Web3 is just expensive P2P

Web3 claims to be the only way to save us from commercial entities defining what we can see and what not. Yet, it does exactly this: It results in commercialized entities defining what we can see and what not.

More on the blockchain ecosystem in this overview and especially in the simple, humorous, yet thorough article «Hitchhiker’s Guide to the Blockchain».

What is Web3?

According to its proponents, Web3 is going to „increased data security, scalability, and privacy for users and combat the influence of large technology companies„. How it does this is not well defined. Cryptocurrency and blockchain supporters envision these goals to be achieved by basing Web3 on cryptocurrencies and the blockchain, as a Decentralized Autonomous Organization.

Moxie Marlinspike’s attempts at creating Web3 distributed apps were sobering:

  • It was not decentralized, it required you to go through one of a few gateways to make the app practical.
  • These gateways exert at least as much control over what you can do and cannot do than traditional web hosting sites.
  • Doing the operations on an actual blockchain is very expensive.
  • Most users actually don’t care.

Distributed systems

Between centralized to decentralized (or distributed) systems, there are federated systems, sharing properties of both.

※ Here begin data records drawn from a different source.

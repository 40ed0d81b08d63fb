//! Catalog service. Reads are open; writes need the admin role.

use std::sync::Arc;

use serde::{Deserialize, Serialize};
use tracing::debug;
use ts_rs::TS;

use shop_core::{CoreError, Principal};
use shop_db::ProductInput;

use crate::error::{ApiError, ApiResult};
use crate::views::ProductView;
use crate::AppState;

const DEFAULT_LIST_LIMIT: u32 = 100;
const MAX_LIST_LIMIT: u32 = 500;

/// Product fields for create and update. Price in cents.
#[derive(Debug, Clone, Serialize, Deserialize, TS)]
#[serde(rename_all = "camelCase")]
#[ts(export)]
pub struct ProductForm {
    pub name: String,
    #[serde(default)]
    pub description: Option<String>,
    pub price: i64,
    pub stock: i64,
}

impl From<ProductForm> for ProductInput {
    fn from(form: ProductForm) -> Self {
        ProductInput {
            name: form.name,
            description: form.description,
            price_cents: form.price,
            stock: form.stock,
        }
    }
}

pub struct ProductService {
    state: Arc<AppState>,
}

impl ProductService {
    pub fn new(state: Arc<AppState>) -> Self {
        ProductService { state }
    }

    pub async fn create_product(&self, form: ProductForm, caller: &Principal) -> ApiResult<ProductView> {
        debug!(name = %form.name, "create_product");
        caller.require_admin()?;

        let product = self.state.db.products().insert(&form.into()).await?;
        Ok(ProductView::from(&product))
    }

    pub async fn update_product(
        &self,
        id: &str,
        form: ProductForm,
        caller: &Principal,
    ) -> ApiResult<ProductView> {
        debug!(id = %id, "update_product");
        caller.require_admin()?;

        let product = self.state.db.products().update(id, &form.into()).await?;
        Ok(ProductView::from(&product))
    }

    /// Soft delete. Past order items keep their snapshot.
    pub async fn deactivate_product(&self, id: &str, caller: &Principal) -> ApiResult<ProductView> {
        debug!(id = %id, "deactivate_product");
        caller.require_admin()?;

        let product = self.state.db.products().deactivate(id).await?;
        Ok(ProductView::from(&product))
    }

    pub async fn get_product(&self, id: &str) -> ApiResult<ProductView> {
        let product = self
            .state
            .db
            .products()
            .get_by_id(id)
            .await?
            .ok_or_else(|| ApiError::from(CoreError::ProductNotFound(id.to_string())))?;

        Ok(ProductView::from(&product))
    }

    /// Active products by name.
    pub async fn list_products(&self, limit: Option<u32>) -> ApiResult<Vec<ProductView>> {
        let limit = limit.unwrap_or(DEFAULT_LIST_LIMIT).clamp(1, MAX_LIST_LIMIT);
        let products = self.state.db.products().list_active(limit).await?;
        Ok(products.iter().map(ProductView::from).collect())
    }
}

Networked systems, like a lot of the Internet and its applications, typically come in one of three forms:

  • Centralized applications, which run one one system (or at least appear to). E.g. your bank’s e-banking or most commercial Internet services like Zoom or Slack.
  • Federated systems, where a lot of people/organizations run a lot of centralized systems; however, these centralized systems can talk to each other. The most well-known example is email: Anyone can operate a mail server, yet you can send mail both locally (on the same server) or to any other (remote) server. Each of these servers is responsible for a (list of) domains and everyone can find out which server to contact for a particular destination domain.
  • Decentralized or distributed applications, where responsibility is much more fluid. E.g., the early peer-to-peer (P2P) systems for file sharing, where all participants were connected to each other, directly or indirectly. Searching for a particular file would result in that query being sent to many (or even all) of the systems; anyone with answers would reply.

The blockchain is also a distributed system. In this particular case, all the blockchain data is copied (replicated) among the nodes, i.e., everyone (conceptually) has a copy of all the data.

Web3 vs. P2P distributed apps

During the heyday of Peer-to-Peer systems around two decades ago, people contributed spare resources (computing, storage, network bandwidth) willingly to what they believed to be worthy causes. Today, a handful of Watts can go a long way with tiny, efficient, and inexpensive computers such as the Raspberry Pi, making a personal server extremely affordable.

So, essentially, the P2P community established something like a tiny, lightweight communist bubble, to the benefits of everyone. It wasn’t perfect, but it worked, if someone could install the software and keep it running.

The Web3 community approaches this from the opposite side: Instead of a lightweight communistic take, they follow a heavyweight libertarian path: Everything should be monetized.

For this, they built a complicated, expensive underpinning, and added more layers on top of this, each more complicated, failure-prone, and expensive. Everyone ends up spending more money and other resources. However, the server administration is now done by someone who gets paid for this, but it is still up to you to get the actual Web3 software running (and writing a correct smart contract is among the most ambitious software projects, complicated and error prone).

Which is better?

P2P never made it to the mainstream; instead, centralized systems still (or, again? even more?) dominate the landscape. So, because it failed, should we try Web3? I doubt it, as it is more likely to fail, due to higher complexity and more dependencies.

So, unless the setup and maintenance trouble of the initial setup can be reduced (and there are community efforts out there), the best way to go is the centralized model: You pay someone specific to do this. Maybe set up a not-for-profit association to provide the necessary money.

Neither in the centralized, P2P, nor Web3 world, things can be left unmaintained. Anything else is an illusion.

What else?

In the 15 months of its life, Molly White’s Web3IsGoingGreat reported on burnt/lost/stolen/… assets valued ~10 billion USD.


This article was inspired by Cory Doctorow in two ways:

  1. The topic was inspired by his article «A useful, critical taxonomy of decentralization, beyond blockchains».
  2. His Memex Method explains how to use a blog post as a bookmark which you can actually reuse. I’m trying this here.